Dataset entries

###

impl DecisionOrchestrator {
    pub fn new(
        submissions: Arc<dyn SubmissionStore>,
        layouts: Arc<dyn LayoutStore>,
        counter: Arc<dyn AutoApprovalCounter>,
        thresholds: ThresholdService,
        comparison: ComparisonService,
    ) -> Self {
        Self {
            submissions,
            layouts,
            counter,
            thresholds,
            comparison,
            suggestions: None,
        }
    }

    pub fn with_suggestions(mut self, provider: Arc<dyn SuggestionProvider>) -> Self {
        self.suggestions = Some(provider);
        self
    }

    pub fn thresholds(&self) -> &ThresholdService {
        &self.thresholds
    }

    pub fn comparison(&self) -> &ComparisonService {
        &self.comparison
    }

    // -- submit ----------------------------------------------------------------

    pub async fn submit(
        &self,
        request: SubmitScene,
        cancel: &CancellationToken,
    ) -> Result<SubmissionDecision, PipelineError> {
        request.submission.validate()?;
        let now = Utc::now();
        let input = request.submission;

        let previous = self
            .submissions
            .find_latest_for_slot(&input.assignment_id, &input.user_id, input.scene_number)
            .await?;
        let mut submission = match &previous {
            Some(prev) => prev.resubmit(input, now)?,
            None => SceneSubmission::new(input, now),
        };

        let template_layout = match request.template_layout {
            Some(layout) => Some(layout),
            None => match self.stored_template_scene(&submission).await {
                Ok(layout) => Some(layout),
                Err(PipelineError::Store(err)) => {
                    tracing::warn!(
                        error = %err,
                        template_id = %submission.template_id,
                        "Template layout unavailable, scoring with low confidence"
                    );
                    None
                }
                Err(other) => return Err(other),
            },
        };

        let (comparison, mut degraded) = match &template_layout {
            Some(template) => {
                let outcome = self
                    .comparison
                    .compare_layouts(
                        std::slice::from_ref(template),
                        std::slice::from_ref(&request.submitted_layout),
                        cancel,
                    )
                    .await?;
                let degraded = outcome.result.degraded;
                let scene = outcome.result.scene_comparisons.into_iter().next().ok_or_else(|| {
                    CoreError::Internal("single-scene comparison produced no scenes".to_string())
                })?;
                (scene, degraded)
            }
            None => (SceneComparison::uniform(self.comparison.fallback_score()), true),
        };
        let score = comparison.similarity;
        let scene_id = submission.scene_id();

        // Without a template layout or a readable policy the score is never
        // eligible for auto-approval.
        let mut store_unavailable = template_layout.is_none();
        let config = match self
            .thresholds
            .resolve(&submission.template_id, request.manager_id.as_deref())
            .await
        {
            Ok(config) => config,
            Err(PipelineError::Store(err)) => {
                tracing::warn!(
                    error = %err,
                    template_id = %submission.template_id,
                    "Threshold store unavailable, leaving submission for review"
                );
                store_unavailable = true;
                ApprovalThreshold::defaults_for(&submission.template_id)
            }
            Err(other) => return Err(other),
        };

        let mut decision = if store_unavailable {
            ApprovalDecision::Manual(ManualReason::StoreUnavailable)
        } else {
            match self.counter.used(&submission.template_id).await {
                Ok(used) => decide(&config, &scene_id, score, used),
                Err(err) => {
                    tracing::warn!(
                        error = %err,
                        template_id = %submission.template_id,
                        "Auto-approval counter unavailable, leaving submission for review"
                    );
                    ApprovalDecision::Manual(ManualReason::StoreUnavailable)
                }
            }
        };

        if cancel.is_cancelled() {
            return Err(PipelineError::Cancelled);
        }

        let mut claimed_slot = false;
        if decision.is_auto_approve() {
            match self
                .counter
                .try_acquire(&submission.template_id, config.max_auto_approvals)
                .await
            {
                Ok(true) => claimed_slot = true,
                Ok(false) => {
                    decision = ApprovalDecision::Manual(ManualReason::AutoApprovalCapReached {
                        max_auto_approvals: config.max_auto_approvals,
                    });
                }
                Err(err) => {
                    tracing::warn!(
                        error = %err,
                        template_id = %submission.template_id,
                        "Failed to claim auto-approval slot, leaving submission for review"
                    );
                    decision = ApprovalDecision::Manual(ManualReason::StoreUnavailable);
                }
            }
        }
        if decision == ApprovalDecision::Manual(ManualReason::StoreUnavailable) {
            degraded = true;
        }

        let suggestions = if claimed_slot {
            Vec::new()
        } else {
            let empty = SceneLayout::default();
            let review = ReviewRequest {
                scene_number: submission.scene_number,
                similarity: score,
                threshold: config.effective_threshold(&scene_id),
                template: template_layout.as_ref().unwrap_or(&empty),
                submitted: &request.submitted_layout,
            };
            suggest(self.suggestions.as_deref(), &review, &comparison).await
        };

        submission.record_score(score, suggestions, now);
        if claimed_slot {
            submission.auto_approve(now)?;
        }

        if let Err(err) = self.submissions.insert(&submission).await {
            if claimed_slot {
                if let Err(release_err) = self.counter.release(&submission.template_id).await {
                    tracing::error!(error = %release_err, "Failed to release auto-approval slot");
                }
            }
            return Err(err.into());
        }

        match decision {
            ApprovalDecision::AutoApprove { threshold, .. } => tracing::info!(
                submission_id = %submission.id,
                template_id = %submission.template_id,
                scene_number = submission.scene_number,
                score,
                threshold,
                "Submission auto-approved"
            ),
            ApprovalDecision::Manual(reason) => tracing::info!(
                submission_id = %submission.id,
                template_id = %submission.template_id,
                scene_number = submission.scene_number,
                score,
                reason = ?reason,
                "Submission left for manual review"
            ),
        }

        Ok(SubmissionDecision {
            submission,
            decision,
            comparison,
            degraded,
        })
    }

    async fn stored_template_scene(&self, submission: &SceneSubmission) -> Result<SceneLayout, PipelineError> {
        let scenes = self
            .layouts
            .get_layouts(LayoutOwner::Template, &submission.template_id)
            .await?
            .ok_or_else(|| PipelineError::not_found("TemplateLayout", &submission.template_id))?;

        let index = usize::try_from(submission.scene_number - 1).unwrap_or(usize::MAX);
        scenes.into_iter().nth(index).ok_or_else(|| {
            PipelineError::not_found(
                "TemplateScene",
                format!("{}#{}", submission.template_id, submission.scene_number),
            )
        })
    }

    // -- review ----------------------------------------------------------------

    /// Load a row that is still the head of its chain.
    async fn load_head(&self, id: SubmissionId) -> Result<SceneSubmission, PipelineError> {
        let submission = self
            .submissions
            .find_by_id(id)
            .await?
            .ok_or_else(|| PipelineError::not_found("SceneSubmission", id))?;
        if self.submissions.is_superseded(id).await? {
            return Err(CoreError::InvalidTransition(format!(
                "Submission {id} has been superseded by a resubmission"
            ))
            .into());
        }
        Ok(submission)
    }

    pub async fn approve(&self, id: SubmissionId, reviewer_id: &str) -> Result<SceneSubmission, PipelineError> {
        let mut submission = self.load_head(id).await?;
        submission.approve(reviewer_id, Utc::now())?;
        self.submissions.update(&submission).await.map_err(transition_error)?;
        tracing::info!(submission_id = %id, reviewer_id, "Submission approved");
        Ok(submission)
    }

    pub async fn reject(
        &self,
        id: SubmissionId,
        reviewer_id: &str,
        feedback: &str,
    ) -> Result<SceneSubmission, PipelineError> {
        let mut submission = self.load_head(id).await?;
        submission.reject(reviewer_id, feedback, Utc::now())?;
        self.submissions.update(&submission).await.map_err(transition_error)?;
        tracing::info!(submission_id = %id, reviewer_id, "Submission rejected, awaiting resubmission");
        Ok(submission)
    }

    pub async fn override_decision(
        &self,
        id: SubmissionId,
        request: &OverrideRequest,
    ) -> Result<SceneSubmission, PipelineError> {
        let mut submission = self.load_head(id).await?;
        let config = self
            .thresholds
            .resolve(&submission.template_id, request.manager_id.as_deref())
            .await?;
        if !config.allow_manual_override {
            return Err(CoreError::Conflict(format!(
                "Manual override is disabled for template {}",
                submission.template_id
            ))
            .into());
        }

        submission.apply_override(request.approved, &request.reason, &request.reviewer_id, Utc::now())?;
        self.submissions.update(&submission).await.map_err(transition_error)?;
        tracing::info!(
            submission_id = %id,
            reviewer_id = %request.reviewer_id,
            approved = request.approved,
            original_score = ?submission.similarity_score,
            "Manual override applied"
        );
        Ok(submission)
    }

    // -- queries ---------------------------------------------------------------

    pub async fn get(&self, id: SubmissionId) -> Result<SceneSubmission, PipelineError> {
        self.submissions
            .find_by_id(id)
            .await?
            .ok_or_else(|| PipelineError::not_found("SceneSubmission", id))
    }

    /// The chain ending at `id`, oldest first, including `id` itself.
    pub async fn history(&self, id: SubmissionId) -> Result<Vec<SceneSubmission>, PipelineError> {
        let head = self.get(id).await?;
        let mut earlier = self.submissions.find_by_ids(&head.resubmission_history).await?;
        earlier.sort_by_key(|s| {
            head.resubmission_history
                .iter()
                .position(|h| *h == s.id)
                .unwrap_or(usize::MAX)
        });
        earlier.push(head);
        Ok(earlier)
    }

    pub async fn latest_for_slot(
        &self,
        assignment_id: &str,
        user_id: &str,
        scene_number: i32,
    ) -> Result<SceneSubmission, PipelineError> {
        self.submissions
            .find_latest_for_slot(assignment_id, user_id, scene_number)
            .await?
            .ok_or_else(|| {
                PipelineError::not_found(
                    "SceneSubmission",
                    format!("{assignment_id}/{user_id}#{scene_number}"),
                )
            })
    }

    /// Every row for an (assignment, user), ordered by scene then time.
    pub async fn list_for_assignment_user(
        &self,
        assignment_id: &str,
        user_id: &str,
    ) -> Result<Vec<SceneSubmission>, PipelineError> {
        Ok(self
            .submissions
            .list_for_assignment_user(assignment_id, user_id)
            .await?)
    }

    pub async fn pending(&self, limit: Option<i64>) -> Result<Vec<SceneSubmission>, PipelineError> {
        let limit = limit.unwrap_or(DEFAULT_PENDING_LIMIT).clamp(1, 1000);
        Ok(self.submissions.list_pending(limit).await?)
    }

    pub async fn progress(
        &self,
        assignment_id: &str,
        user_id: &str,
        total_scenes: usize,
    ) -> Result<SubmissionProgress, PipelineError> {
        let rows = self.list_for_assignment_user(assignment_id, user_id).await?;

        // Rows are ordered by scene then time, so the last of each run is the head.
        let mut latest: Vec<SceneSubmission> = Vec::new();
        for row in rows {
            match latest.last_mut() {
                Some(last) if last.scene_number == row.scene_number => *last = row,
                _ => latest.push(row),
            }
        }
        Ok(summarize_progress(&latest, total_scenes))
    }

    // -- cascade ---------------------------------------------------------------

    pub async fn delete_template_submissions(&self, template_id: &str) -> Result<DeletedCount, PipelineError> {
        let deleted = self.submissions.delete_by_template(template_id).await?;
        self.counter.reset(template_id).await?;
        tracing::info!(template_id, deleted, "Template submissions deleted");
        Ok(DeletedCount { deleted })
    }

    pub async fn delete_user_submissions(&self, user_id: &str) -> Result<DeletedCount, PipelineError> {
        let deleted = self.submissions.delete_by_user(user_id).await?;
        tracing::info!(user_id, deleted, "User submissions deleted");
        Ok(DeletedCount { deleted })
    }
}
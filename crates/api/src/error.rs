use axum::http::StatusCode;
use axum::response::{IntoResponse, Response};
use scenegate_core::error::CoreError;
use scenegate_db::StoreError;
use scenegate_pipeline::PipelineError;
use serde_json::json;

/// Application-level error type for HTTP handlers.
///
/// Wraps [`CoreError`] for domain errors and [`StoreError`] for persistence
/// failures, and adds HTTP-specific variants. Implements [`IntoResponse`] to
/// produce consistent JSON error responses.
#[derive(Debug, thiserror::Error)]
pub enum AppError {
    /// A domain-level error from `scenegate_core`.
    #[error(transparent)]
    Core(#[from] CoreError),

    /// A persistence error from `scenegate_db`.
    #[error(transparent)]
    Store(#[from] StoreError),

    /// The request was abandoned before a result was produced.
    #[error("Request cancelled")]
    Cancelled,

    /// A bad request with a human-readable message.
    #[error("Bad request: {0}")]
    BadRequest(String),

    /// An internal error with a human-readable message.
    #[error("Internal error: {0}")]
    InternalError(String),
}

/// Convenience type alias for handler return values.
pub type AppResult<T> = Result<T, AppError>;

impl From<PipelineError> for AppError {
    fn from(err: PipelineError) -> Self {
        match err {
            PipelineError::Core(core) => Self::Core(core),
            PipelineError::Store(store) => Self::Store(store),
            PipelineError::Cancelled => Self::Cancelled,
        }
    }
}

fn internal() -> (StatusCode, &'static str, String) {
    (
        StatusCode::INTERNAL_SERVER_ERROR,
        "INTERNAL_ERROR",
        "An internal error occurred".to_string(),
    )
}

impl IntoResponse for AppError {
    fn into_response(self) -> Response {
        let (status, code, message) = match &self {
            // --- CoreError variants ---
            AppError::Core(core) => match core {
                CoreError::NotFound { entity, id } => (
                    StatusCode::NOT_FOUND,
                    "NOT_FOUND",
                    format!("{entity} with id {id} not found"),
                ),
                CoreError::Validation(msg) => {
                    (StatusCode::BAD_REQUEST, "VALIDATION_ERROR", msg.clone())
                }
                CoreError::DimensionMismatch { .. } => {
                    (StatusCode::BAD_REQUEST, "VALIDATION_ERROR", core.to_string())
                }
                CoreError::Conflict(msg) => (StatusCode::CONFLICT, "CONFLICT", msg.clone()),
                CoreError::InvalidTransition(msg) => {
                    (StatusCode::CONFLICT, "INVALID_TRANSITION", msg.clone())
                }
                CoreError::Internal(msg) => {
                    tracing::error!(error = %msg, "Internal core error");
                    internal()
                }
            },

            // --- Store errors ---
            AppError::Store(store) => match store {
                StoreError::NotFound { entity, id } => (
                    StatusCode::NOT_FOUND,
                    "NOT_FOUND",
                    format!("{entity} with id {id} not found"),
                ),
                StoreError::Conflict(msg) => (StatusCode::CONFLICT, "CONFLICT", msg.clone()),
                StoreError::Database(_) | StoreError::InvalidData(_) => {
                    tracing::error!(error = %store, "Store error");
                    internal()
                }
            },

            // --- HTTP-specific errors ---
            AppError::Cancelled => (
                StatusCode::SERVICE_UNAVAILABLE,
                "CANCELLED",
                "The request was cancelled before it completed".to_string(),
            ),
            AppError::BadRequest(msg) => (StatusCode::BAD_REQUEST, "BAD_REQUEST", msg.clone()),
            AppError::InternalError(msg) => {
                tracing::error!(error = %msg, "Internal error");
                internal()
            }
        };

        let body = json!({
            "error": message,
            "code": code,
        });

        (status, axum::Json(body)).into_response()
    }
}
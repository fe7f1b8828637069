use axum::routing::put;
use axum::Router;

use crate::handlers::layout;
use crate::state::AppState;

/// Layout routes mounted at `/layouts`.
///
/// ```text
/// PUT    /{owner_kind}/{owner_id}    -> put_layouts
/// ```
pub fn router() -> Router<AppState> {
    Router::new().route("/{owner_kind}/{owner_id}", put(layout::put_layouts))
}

###

DIRECTIONS FOR THIS TASK →
If a line in the entries holds the string "index", count it, then state the total and nothing more.

FINAL ANSWER →
2